Marks Class mark(\(\mathbf{x}_{\mathbf{i}}\)) Frequency(\(\mathbf{f}_{\mathbf{i}}\)) \[\mathbf{u}_{\mathbf{i}}\mathbf{=}\frac{\mathbf{x}_{\mathbf{i}}\mathbf{- 72.5}}{\mathbf{5}}\] \[\mathbf{f}_{\mathbf{i}}\mathbf{u}_{\mathbf{i}}\]
60-65 62.5 2 -2 -4
65-70 67.5 15 -1 -15
70-75 72.5 25 0 0
75-80 77.5 14 1 14
80-85 82.5 4 2 8
\(\sum_{i = 1}^{k}f_{i}\)= 60 \(\sum_{i = 1}^{k}{f_{i}u_{i}}\)=3

\(\overline{x} = 72.5 + 5 \times \left( \frac{3}{60} \right)\)= 72.75

The mean mark is 72.75%

3.1.3 Merits and demerits of Arithmetic mean

Merits

  1. It is rigidly defined.

  2. It is easy to understand and easy to calculate.

  3. If the number of items is sufficiently large, it is more accurate and more reliable.

  4. It is a calculated value and is not based on its position in the series.

  5. It is possible to calculate even if some of the details of the data are lacking.

  6. Of all averages, it is affected least by fluctuations of sampling.

  7. It provides a good basis for comparison.

Demerits

  1. It cannot be obtained by inspection nor located through a frequency graph.

  2. It cannot be in the study of qualitative phenomena not capable of numerical measurement i.e. Intelligence, beauty, honesty etc.

  3. It can ignore any single item only at the risk of losing its accuracy.

  4. It is affected very much by extreme values.

  5. It cannot be calculated for open-end classes.

  6. It may lead to fallacious conclusions, if the details of the data from which it is computed are not given.

3.2 The Median

The median of a set of data is defined as the middle value when the data is arranged in order of magnitude. If there are no ties, half of the observations will be smaller than the median, and half of the observations will be larger than the median. The median can be the middle most item that divides the group into two equal parts, one part comprising all values greater, and the other, all values less than that item. It is a positional measure.

3.2.1 Median of ungrouped or raw data

Arrange the given n observations \(x_{1\ },x_{2},\ldots,x_{n}\) in ascending order. If the number of values is odd, median is the middle value. If the number of values is even, median is the mean of middle two values.

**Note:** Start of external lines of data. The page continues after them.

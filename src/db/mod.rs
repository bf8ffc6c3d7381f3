//! Record store
//!
//! One SQLite file behind an r2d2 pool, plus the versioned schema.

pub mod connection;
pub mod migrations;

pub use connection::{Database, DbError, DbResult};
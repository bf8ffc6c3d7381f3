//! Pregnancy profile tools

use serde::Serialize;
use tracing::info;

use crate::db::Database;
use crate::models::{PregnancyProfile, ProfileUpdate, User};

#[derive(Debug, Serialize)]
pub struct SaveProfileResponse {
    pub success: bool,
    pub profile: PregnancyProfile,
}

/// The user's profile, `None` if they haven't filled one in
pub fn get_profile(db: &Database, user_id: i64) -> Result<Option<PregnancyProfile>, String> {
    let conn = db.get_conn().map_err(|e| format!("Database error: {}", e))?;
    PregnancyProfile::get(&conn, user_id).map_err(|e| format!("Failed to load profile: {}", e))
}

pub fn save_profile(db: &Database, user_id: i64, fields: &ProfileUpdate) -> Result<SaveProfileResponse, String> {
    for (name, value) in [
        ("previous_pregnancies", fields.previous_pregnancies),
        ("live_births", fields.live_births),
        ("miscarriages", fields.miscarriages),
        ("current_week", fields.current_week),
    ] {
        if value.is_some_and(|v| v < 0) {
            return Err(format!("{} cannot be negative", name));
        }
    }

    let conn = db.get_conn().map_err(|e| format!("Database error: {}", e))?;
    User::require(&conn, user_id).map_err(|e| e.to_string())?;
    let profile = PregnancyProfile::save(&conn, user_id, fields)
        .map_err(|e| format!("Failed to save profile: {}", e))?;
    info!("Saved profile for user {}", user_id);

    Ok(SaveProfileResponse { success: true, profile })
}

#[cfg(test)]
mod tests {
    use super::*;
    use crate::db::connection::testing::temp_database;
    use crate::tools::accounts;

    #[test]
    fn test_save_is_partial() {
        let (_dir, db) = temp_database();
        let user_id = accounts::register(&db, "Asha", "555-0100", "pw", None).unwrap().done().unwrap().user_id;
        assert!(get_profile(&db, user_id).unwrap().is_none());

        save_profile(
            &db,
            user_id,
            &ProfileUpdate {
                blood_type: Some("O+".into()),
                current_week: Some(12),
                ..Default::default()
            },
        )
        .unwrap();

        let saved = save_profile(
            &db,
            user_id,
            &ProfileUpdate {
                doctor_name: Some("Dr. Rao".into()),
                ..Default::default()
            },
        )
        .unwrap()
        .profile;

        assert_eq!(saved.blood_type.as_deref(), Some("O+"));
        assert_eq!(saved.current_week, 12);
        assert_eq!(saved.doctor_name.as_deref(), Some("Dr. Rao"));
    }

    #[test]
    fn test_rejects_negative_counts() {
        let (_dir, db) = temp_database();
        let user_id = accounts::register(&db, "Asha", "555-0100", "pw", None).unwrap().done().unwrap().user_id;
        let fields = ProfileUpdate {
            miscarriages: Some(-1),
            ..Default::default()
        };
        assert!(save_profile(&db, user_id, &fields).is_err());
    }

    #[test]
    fn test_unknown_user() {
        let (_dir, db) = temp_database();
        assert!(save_profile(&db, 42, &ProfileUpdate::default()).is_err());
    }
}
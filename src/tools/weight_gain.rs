//! Weight gain calculator tool

use serde::Serialize;

use crate::calculators::{compute_weight_gain, BodyMetrics, WeightGainForm};

use super::Outcome;

#[derive(Debug, Serialize)]
pub struct WeightGainResponse {
    pub bmi: f64,
    pub bmi_category: &'static str,
    pub weight_gain_range: String,
    pub expected_weight_range: String,
    pub actual_weight_gain: String,
    pub twins: bool,
}

pub fn calculate_weight_gain(form: &WeightGainForm) -> Outcome<WeightGainResponse> {
    let result = BodyMetrics::from_form(form).and_then(|metrics| {
        compute_weight_gain(&metrics).map(|result| (metrics, result))
    });

    match result {
        Ok((metrics, result)) => Outcome::Done(WeightGainResponse {
            bmi: result.bmi,
            bmi_category: result.category.as_str(),
            weight_gain_range: result.weight_gain_range(),
            expected_weight_range: result.expected_weight_range(),
            actual_weight_gain: result.actual_weight_gain(),
            twins: metrics.twins,
        }),
        Err(e) => Outcome::failed(e.to_string()),
    }
}

#[cfg(test)]
mod tests {
    use super::*;
    use crate::calculators::FormValue;

    #[test]
    fn test_response_strings() {
        let form = WeightGainForm {
            height_ft: Some(FormValue::Number(5.0)),
            height_in: Some(FormValue::Number(5.0)),
            current_weight: Some(FormValue::Number(140.5)),
            pre_pregnancy_weight: Some(FormValue::Number(130.0)),
            week: Some(FormValue::Number(20.0)),
            twins: None,
        };
        let response = calculate_weight_gain(&form).done().unwrap();
        assert_eq!(response.bmi, 21.6);
        assert_eq!(response.bmi_category, "Normal weight");
        assert_eq!(response.weight_gain_range, "25 - 35 lbs");
        assert_eq!(response.expected_weight_range, "142.5 - 147.5 lbs");
        assert_eq!(response.actual_weight_gain, "10.5 lbs");
    }

    #[test]
    fn test_missing_height_reports_error() {
        let outcome = calculate_weight_gain(&WeightGainForm::default());
        let error = outcome.error().unwrap();
        assert!(error.starts_with("Invalid input. Please enter valid numbers."));
    }
}
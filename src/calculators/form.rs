//! Lenient form values
//!
//! Calculator inputs arrive the way a web form would post them: as JSON numbers,
//! numeric strings, or not at all.

use rmcp::schemars;
use serde::Deserialize;

/// A form field that may be sent as a number or as text
#[derive(Debug, Clone, PartialEq, Deserialize, schemars::JsonSchema)]
#[serde(untagged)]
pub enum FormValue {
    Number(f64),
    Flag(bool),
    Text(String),
}

impl FormValue {
    /// Read as a float. Blank text counts as missing.
    pub fn as_f64(&self) -> Option<f64> {
        match self {
            FormValue::Number(n) => Some(*n),
            FormValue::Flag(_) => None,
            FormValue::Text(s) => s.trim().parse().ok(),
        }
    }

    /// Read as a whole number; `7.0` is accepted, `7.5` is not
    pub fn as_i64(&self) -> Option<i64> {
        match self {
            FormValue::Number(n) if n.fract() == 0.0 && n.is_finite() => Some(*n as i64),
            FormValue::Number(_) | FormValue::Flag(_) => None,
            FormValue::Text(s) => s.trim().parse().ok(),
        }
    }

    /// Checkbox semantics: `true`, `"on"`, `"true"`, `"yes"`, `"1"` and non-zero numbers
    pub fn is_checked(&self) -> bool {
        match self {
            FormValue::Flag(b) => *b,
            FormValue::Number(n) => *n != 0.0,
            FormValue::Text(s) => matches!(
                s.trim().to_lowercase().as_str(),
                "on" | "true" | "yes" | "1"
            ),
        }
    }

    /// Empty or whitespace-only text
    pub fn is_blank(&self) -> bool {
        matches!(self, FormValue::Text(s) if s.trim().is_empty())
    }
}

/// Whole-number field with a default for a missing or blank value.
///
/// `Err` carries the field name when a value is present but not an integer.
pub fn int_or(value: Option<&FormValue>, default: i64, field: &str) -> Result<i64, String> {
    match value {
        None => Ok(default),
        Some(v) if v.is_blank() => Ok(default),
        Some(v) => v
            .as_i64()
            .ok_or_else(|| format!("{} must be a whole number", field)),
    }
}

/// Float field with a default for a missing value
pub fn float_or(value: Option<&FormValue>, default: f64, field: &str) -> Result<f64, String> {
    match value {
        None => Ok(default),
        Some(v) => v.as_f64().ok_or_else(|| format!("{} must be a number", field)),
    }
}

#[cfg(test)]
mod tests {
    use super::*;

    #[test]
    fn test_deserialize_number_or_text() {
        let n: FormValue = serde_json::from_str("5").unwrap();
        let t: FormValue = serde_json::from_str("\"5\"").unwrap();
        let b: FormValue = serde_json::from_str("true").unwrap();
        assert_eq!(n.as_i64(), Some(5));
        assert_eq!(t.as_i64(), Some(5));
        assert!(b.is_checked());
    }

    #[test]
    fn test_int_or_defaults() {
        assert_eq!(int_or(None, 28, "cycle_length"), Ok(28));
        let blank = FormValue::Text("  ".into());
        assert_eq!(int_or(Some(&blank), 3, "embryo_age"), Ok(3));
        let bad = FormValue::Text("abc".into());
        assert!(int_or(Some(&bad), 0, "us_weeks").is_err());
        let frac = FormValue::Number(7.5);
        assert!(int_or(Some(&frac), 0, "us_weeks").is_err());
    }

    #[test]
    fn test_float_or() {
        let text = FormValue::Text("5.5".into());
        assert_eq!(float_or(Some(&text), 0.0, "height_in"), Ok(5.5));
        assert_eq!(float_or(None, 0.0, "height_in"), Ok(0.0));
        let bad = FormValue::Text("tall".into());
        assert!(float_or(Some(&bad), 0.0, "height_in").is_err());
    }

    #[test]
    fn test_checkbox_values() {
        assert!(FormValue::Text("on".into()).is_checked());
        assert!(!FormValue::Text("off".into()).is_checked());
        assert!(!FormValue::Flag(false).is_checked());
    }
}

Arrange data in ascending then use the following formula

When n is odd, Median = Md =\(\left( \frac{n + 1}{2} \right)^{\text{th}}\)value

When n is even, Median = Md =\({\text{Average of}\left( \frac{n}{2} \right)^{th}\text{and }\left( \frac{n}{2} + 1 \right)}^{\text{th}}\)value

Example 3.4 Find the median of each of the following sets of numbers.

\(a)\) 12, 15, 22, 17, 20, 26, 22, 26, 12

\(b)\) 4, 7, 9, 10, 5, 1, 3, 4, 12, 10

Solution 3.4

\(a)\) Arranging the data in an increasing order of magnitude, we obtain 12, 12, 15, 17, 20, 22, 22, 26, 26. Here, N (= 9) is odd, and so, median =\(\left( \frac{9 + 1}{2} \right)^{\text{th}}\)= 5th ordered observation = 20.

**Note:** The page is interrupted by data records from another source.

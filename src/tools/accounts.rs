//! Account tools

use serde::Serialize;
use tracing::info;

use crate::db::Database;
use crate::models::{User, UserCreate};

use super::Outcome;

#[derive(Debug, Serialize)]
pub struct RegisterResponse {
    pub user_id: i64,
    pub name: String,
    pub message: String,
}

#[derive(Debug, Serialize)]
pub struct LoginResponse {
    pub user_id: i64,
    pub name: String,
    pub email: Option<String>,
}

#[derive(Debug, Serialize)]
pub struct UpdateEmailResponse {
    pub success: bool,
    pub user_id: i64,
    pub email: Option<String>,
}

fn non_empty(value: &str, field: &str) -> Result<String, String> {
    let trimmed = value.trim();
    if trimmed.is_empty() {
        return Err(format!("{} cannot be empty", field));
    }
    Ok(trimmed.to_string())
}

/// Create an account. A phone number can only be registered once.
pub fn register(
    db: &Database,
    name: &str,
    phone: &str,
    password: &str,
    email: Option<&str>,
) -> Result<Outcome<RegisterResponse>, String> {
    let data = UserCreate {
        name: non_empty(name, "Name")?,
        phone: non_empty(phone, "Phone")?,
        password: non_empty(password, "Password")?,
        email: email.map(str::trim).filter(|e| !e.is_empty()).map(String::from),
    };

    let conn = db.get_conn().map_err(|e| format!("Database error: {}", e))?;
    let created = User::create(&conn, &data).map_err(|e| format!("Failed to register: {}", e))?;

    Ok(match created {
        Some(user) => {
            info!("Registered user {}", user.id);
            Outcome::Done(RegisterResponse {
                user_id: user.id,
                name: user.name,
                message: "Registration successful! Please login.".to_string(),
            })
        }
        None => Outcome::failed("Phone number already registered"),
    })
}

pub fn login(db: &Database, phone: &str, password: &str) -> Result<Outcome<LoginResponse>, String> {
    let conn = db.get_conn().map_err(|e| format!("Database error: {}", e))?;
    let user = User::authenticate(&conn, phone.trim(), password)
        .map_err(|e| format!("Failed to check credentials: {}", e))?;

    Ok(match user {
        Some(user) => Outcome::Done(LoginResponse {
            user_id: user.id,
            name: user.name,
            email: user.email,
        }),
        None => Outcome::failed("Invalid credentials"),
    })
}

/// Set or clear the address used for appointment mail
pub fn update_email(db: &Database, user_id: i64, email: Option<&str>) -> Result<UpdateEmailResponse, String> {
    let email = email.map(str::trim).filter(|e| !e.is_empty());
    if let Some(address) = email {
        if !address.contains('@') {
            return Err(format!("'{}' is not an email address", address));
        }
    }

    let conn = db.get_conn().map_err(|e| format!("Database error: {}", e))?;
    let user = User::update_email(&conn, user_id, email).map_err(|e| format!("Failed to update email: {}", e))?;

    Ok(UpdateEmailResponse {
        success: true,
        user_id: user.id,
        email: user.email,
    })
}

Note: If a number is repeated, we still count it the number of times it appears when we calculate the median.

\(b)\) Arranging the data in an increasing order of magnitude, we obtain 1, 3, 4, 4, 5, 7, 9, 10, 10, 12. Here, N(=10) is an even number and so median = \(\frac{1}{2}\){5th ordered observation + 6th ordered observation} = \(\frac{1}{2}\left( 5 + 7 \right) = 6\).

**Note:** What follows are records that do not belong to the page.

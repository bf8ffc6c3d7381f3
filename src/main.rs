//! Bloom
//!
//! An MCP server for pregnancy tracking, diet plans and appointments.

use std::sync::Arc;
use std::time::Duration;

use chrono::Local;
use rmcp::ServiceExt;
use tokio::io::{stdin, stdout};
use tracing::{info, warn};
use tracing_subscriber::EnvFilter;

use bloom::build_info;
use bloom::config::Config;
use bloom::db::{self, Database};
use bloom::mcp::{BloomContext, BloomService};
use bloom::services::{
    ChatClient, GeminiClient, GoogleMapsPlaces, LogMailer, Mailer, OfflineDirectory, PlacesClient,
};
use bloom::tools::appointments;

/// How often the background task looks for appointments to remind
const REMINDER_INTERVAL: Duration = Duration::from_secs(60);

#[tokio::main]
async fn main() -> Result<(), Box<dyn std::error::Error>> {
    // Initialize logging (output to stderr to not interfere with MCP stdio)
    tracing_subscriber::fmt()
        .with_env_filter(EnvFilter::from_default_env().add_directive("bloom=info".parse()?))
        .with_writer(std::io::stderr)
        .init();

    build_info::print_startup_banner();
    eprintln!("Starting MCP server on stdio...");

    let config = Config::load();
    eprintln!("Database path: {}", config.database_path.display());

    if let Some(parent) = config.database_path.parent() {
        std::fs::create_dir_all(parent)?;
    }
    std::fs::create_dir_all(&config.upload_dir)?;

    eprintln!("Initializing database...");
    let database = Database::open_migrated(&config.database_path)?;
    database.with_conn(|conn| {
        let version = db::migrations::get_schema_version(conn)?;
        eprintln!("Database schema version: {}", version);
        Ok(())
    })?;

    let chat: Option<Arc<dyn ChatClient>> = config
        .gemini_api_key
        .as_ref()
        .map(|key| Arc::new(GeminiClient::new(key.clone(), config.gemini_model.clone())) as Arc<dyn ChatClient>);

    let places: Arc<dyn PlacesClient> = match &config.google_maps_api_key {
        Some(key) => Arc::new(GoogleMapsPlaces::new(key.clone())),
        None => Arc::new(OfflineDirectory),
    };

    let mailer: Arc<dyn Mailer> = Arc::new(LogMailer::new(config.sender_email.clone()));

    // Appointment reminders run for as long as the server does
    let reminder_db = database.clone();
    let reminder_mailer = Arc::clone(&mailer);
    tokio::spawn(async move {
        let mut ticker = tokio::time::interval(REMINDER_INTERVAL);
        loop {
            ticker.tick().await;
            let now = Local::now().naive_local();
            match appointments::send_appointment_reminders(&reminder_db, reminder_mailer.as_ref(), now).await {
                Ok(run) if run.sent > 0 || run.failed > 0 || run.skipped > 0 => {
                    info!("Reminder run: {} sent, {} failed, {} skipped", run.sent, run.failed, run.skipped)
                }
                Ok(_) => {}
                Err(e) => warn!("Reminder run failed: {}", e),
            }
        }
    });

    let service = BloomService::new(BloomContext {
        database_path: config.database_path.clone(),
        database,
        upload_dir: config.upload_dir.clone(),
        context_awareness: config.context_awareness,
        chat,
        places,
        mailer,
    });

    // Create stdio transport
    let transport = (stdin(), stdout());

    // Start the MCP server
    let server = service.serve(transport).await?;

    // Wait for the server to complete
    server.waiting().await?;

    Ok(())
}
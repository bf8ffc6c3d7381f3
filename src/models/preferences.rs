//! Per-user display preferences

use rusqlite::{params, Connection, Row};
use rmcp::schemars;
use serde::{Deserialize, Serialize};

use crate::db::DbResult;

#[derive(Debug, Clone, PartialEq, Eq, Serialize, Deserialize)]
pub struct UserPreferences {
    pub user_id: i64,
    pub dark_mode: bool,
    pub theme_color: String,
    pub show_nsfw: bool,
    pub language: String,
}

#[derive(Debug, Clone, Default, Serialize, Deserialize, schemars::JsonSchema)]
pub struct PreferencesUpdate {
    pub dark_mode: Option<bool>,
    pub theme_color: Option<String>,
    pub show_nsfw: Option<bool>,
    pub language: Option<String>,
}

impl UserPreferences {
    pub fn defaults(user_id: i64) -> Self {
        Self {
            user_id,
            dark_mode: false,
            theme_color: "blue".to_string(),
            show_nsfw: false,
            language: "en".to_string(),
        }
    }

    fn from_row(row: &Row) -> rusqlite::Result<Self> {
        Ok(Self {
            user_id: row.get("user_id")?,
            dark_mode: row.get::<_, i32>("dark_mode")? != 0,
            theme_color: row.get("theme_color")?,
            show_nsfw: row.get::<_, i32>("show_nsfw")? != 0,
            language: row.get("language")?,
        })
    }

    /// Stored preferences, or the defaults if none were saved
    pub fn get(conn: &Connection, user_id: i64) -> DbResult<Self> {
        let result = conn.query_row(
            "SELECT * FROM user_preferences WHERE user_id = ?1",
            [user_id],
            Self::from_row,
        );
        match result {
            Ok(prefs) => Ok(prefs),
            Err(rusqlite::Error::QueryReturnedNoRows) => Ok(Self::defaults(user_id)),
            Err(e) => Err(e.into()),
        }
    }

    /// Merge `update` over the current preferences and store the result
    pub fn save(conn: &Connection, user_id: i64, update: &PreferencesUpdate) -> DbResult<Self> {
        let current = Self::get(conn, user_id)?;
        let merged = Self {
            user_id,
            dark_mode: update.dark_mode.unwrap_or(current.dark_mode),
            theme_color: update.theme_color.clone().unwrap_or(current.theme_color),
            show_nsfw: update.show_nsfw.unwrap_or(current.show_nsfw),
            language: update.language.clone().unwrap_or(current.language),
        };

        conn.execute(
            r#"
            INSERT INTO user_preferences (user_id, dark_mode, theme_color, show_nsfw, language)
            VALUES (?1, ?2, ?3, ?4, ?5)
            ON CONFLICT(user_id) DO UPDATE SET
                dark_mode = excluded.dark_mode,
                theme_color = excluded.theme_color,
                show_nsfw = excluded.show_nsfw,
                language = excluded.language
            "#,
            params![
                merged.user_id,
                merged.dark_mode as i32,
                merged.theme_color,
                merged.show_nsfw as i32,
                merged.language,
            ],
        )?;

        Ok(merged)
    }
}

#[cfg(test)]
mod tests {
    use super::*;
    use crate::db::connection::testing::temp_database;
    use crate::models::{User, UserCreate};

    #[test]
    fn test_defaults_then_partial_save() {
        let (_dir, db) = temp_database();
        db.with_conn(|conn| {
            let user = User::create(
                conn,
                &UserCreate {
                    name: "Ivy".into(),
                    phone: "555-0105".into(),
                    password: "pw".into(),
                    email: None,
                },
            )?
            .unwrap();

            assert_eq!(UserPreferences::get(conn, user.id)?, UserPreferences::defaults(user.id));

            UserPreferences::save(
                conn,
                user.id,
                &PreferencesUpdate {
                    dark_mode: Some(true),
                    ..Default::default()
                },
            )?;
            let saved = UserPreferences::save(
                conn,
                user.id,
                &PreferencesUpdate {
                    language: Some("hi".into()),
                    ..Default::default()
                },
            )?;

            assert!(saved.dark_mode);
            assert_eq!(saved.language, "hi");
            assert_eq!(saved.theme_color, "blue");
            assert_eq!(UserPreferences::get(conn, user.id)?, saved);
            Ok(())
        })
        .unwrap();
    }
}
//! Chat completion for the symptom checker

use async_trait::async_trait;
use serde::{Deserialize, Serialize};
use serde_json::{json, Value};
use tracing::debug;

use super::error::{ServiceError, ServiceResult};

const GEMINI_ENDPOINT: &str = "https://generativelanguage.googleapis.com/v1beta/models";

const SYSTEM_INSTRUCTION: &str = "You are a helpful medical assistant specializing in pregnancy-related symptoms.
Provide helpful information, potential causes, and general guidance. Include
a disclaimer that this is general information and the person should consult with
their healthcare provider for personalized medical advice.";

#[derive(Debug, Clone, Copy, PartialEq, Eq, Serialize, Deserialize)]
#[serde(rename_all = "lowercase")]
pub enum ChatRole {
    User,
    Assistant,
}

impl ChatRole {
    pub fn as_str(&self) -> &'static str {
        match self {
            ChatRole::User => "user",
            ChatRole::Assistant => "assistant",
        }
    }
}

/// One message in a conversation
#[derive(Debug, Clone, PartialEq, Eq, Serialize, Deserialize)]
pub struct ChatTurn {
    pub role: ChatRole,
    pub content: String,
}

impl ChatTurn {
    pub fn user(content: impl Into<String>) -> Self {
        Self { role: ChatRole::User, content: content.into() }
    }

    pub fn assistant(content: impl Into<String>) -> Self {
        Self { role: ChatRole::Assistant, content: content.into() }
    }
}

#[async_trait]
pub trait ChatClient: Send + Sync {
    /// Answer `message`, given the earlier turns (empty for a standalone question)
    async fn complete(&self, message: &str, history: &[ChatTurn]) -> ServiceResult<String>;
}

/// Prompt text for a question. With no history the standalone template is
/// used; otherwise the prior turns are listed before the current question.
pub fn build_prompt(message: &str, history: &[ChatTurn]) -> String {
    if history.is_empty() {
        return format!(
            "You are a helpful medical assistant specializing in pregnancy-related symptoms.
Please provide information about the following pregnancy symptom or concern:

{message}

Provide helpful information, potential causes, and general guidance. Include
a disclaimer that this is general information and the person should consult with
their healthcare provider for personalized medical advice."
        );
    }

    let transcript = history
        .iter()
        .map(|turn| format!("{}: {}", turn.role.as_str(), turn.content))
        .collect::<Vec<_>>()
        .join("\n");

    format!("{SYSTEM_INSTRUCTION}\n\nConversation history:\n{transcript}\n\nCurrent question: {message}")
}

/// Gemini `generateContent` over REST
pub struct GeminiClient {
    http: reqwest::Client,
    api_key: String,
    model: String,
}

impl GeminiClient {
    pub fn new(api_key: impl Into<String>, model: impl Into<String>) -> Self {
        Self {
            http: reqwest::Client::new(),
            api_key: api_key.into(),
            model: model.into(),
        }
    }
}

#[async_trait]
impl ChatClient for GeminiClient {
    async fn complete(&self, message: &str, history: &[ChatTurn]) -> ServiceResult<String> {
        let prompt = build_prompt(message, history);
        debug!("Sending {} char prompt to {}", prompt.len(), self.model);

        let response = self
            .http
            .post(format!("{}/{}:generateContent", GEMINI_ENDPOINT, self.model))
            .query(&[("key", self.api_key.as_str())])
            .json(&json!({
                "contents": [{ "role": "user", "parts": [{ "text": prompt }] }]
            }))
            .send()
            .await?;

        let status = response.status();
        let body: Value = response.json().await?;
        if !status.is_success() {
            let message = body["error"]["message"].as_str().unwrap_or("unknown error").to_string();
            return Err(ServiceError::Api {
                service: "Gemini",
                status: status.to_string(),
                message,
            });
        }

        extract_text(&body)
    }
}

/// Concatenated text parts of the first candidate
pub fn extract_text(body: &Value) -> ServiceResult<String> {
    let parts = body["candidates"][0]["content"]["parts"]
        .as_array()
        .ok_or_else(|| ServiceError::Parse("response has no candidate parts".to_string()))?;

    Ok(parts
        .iter()
        .filter_map(|part| part["text"].as_str())
        .collect::<Vec<_>>()
        .join(""))
}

Note: You can see in each case, the median divides the distribution into two equal parts, with 50% of the observations greater than it and the other 50% less than it.

3.2.2 Median of ungrouped frequency distribution

The median is the middle number is an ordered set of data. In a frequency table, the observations are already arranged in an ascending order. We can obtain the median by looking for the value in the middle position.

3.2.2.1 Median of a frequency table when the number of observations is odd

When the number of observations (n) is odd, then the median is the value at the \(\left( \frac{n + 1}{2} \right)^{\text{th}}\) positional value. For that we use less than cumulative frequency.

Example 3.5: The following is a frequency table of the score obtained in a mathematics quiz. Find the median score.

Table 3.3: Score obtained in a mathematics quiz.
Score 0 1 2 3 4
Frequency 3 4 7 6 3

Solution 3.5:

Total frequency = 3 + 4 + 7 + 6 + 3 = 23 (odd number). Since the number of scores is odd, the median is at \(\left( \frac{23 + 1}{2} \right)^{\text{th}} =\) 12th position. To find out the 12th position, we use less than cumulative frequencies as shown:

Score 0 1 2 3 4
Frequency 3 4 7 6 3
less than cumulative frequency 3 7 14 20 23

The 12th position is after the 7th position but before the 14th position. So, the median is 2.

3.2.2.2 Median of a frequency table when the number of observations is even

When the number of observations is even, then the median is the average of \({\left( \frac{n}{2} \right)^{th}\text{and}\left( \frac{n}{2} + 1 \right)}^{\text{th}}\) position values.

Example 3.6: The table is a frequency table of the marks obtained in a competition. Find the median score.

Table 3.4: Distribution of marks obtained in a competition.
Mark 0 1 2 3 4
Frequency 11 9 5 10 15

Solution 3.6:

Total frequency = 11 + 9 + 5 + 10 + 15 = 50 (even number). Since the number of scores is even, the median is at the average of the values in \({\left( \frac{n}{2} \right)^{th} = 25\ and\ \left( \frac{n}{2} + 1 \right)}^{\text{th}} = 26\) positions. To find out the 25th position and 26th position, we add up the frequencies as shown:

Mark 0 1 2 3 4
Frequency 11 9 5 10 15
less than cumulative frequency 11 20 25 35 50

The mark at the 25th position is 2 and the mark at the 26th position is 3. The median is the average of the scores at 25th and 26th positions = \(\frac{2 + 3}{2} = 2.5\)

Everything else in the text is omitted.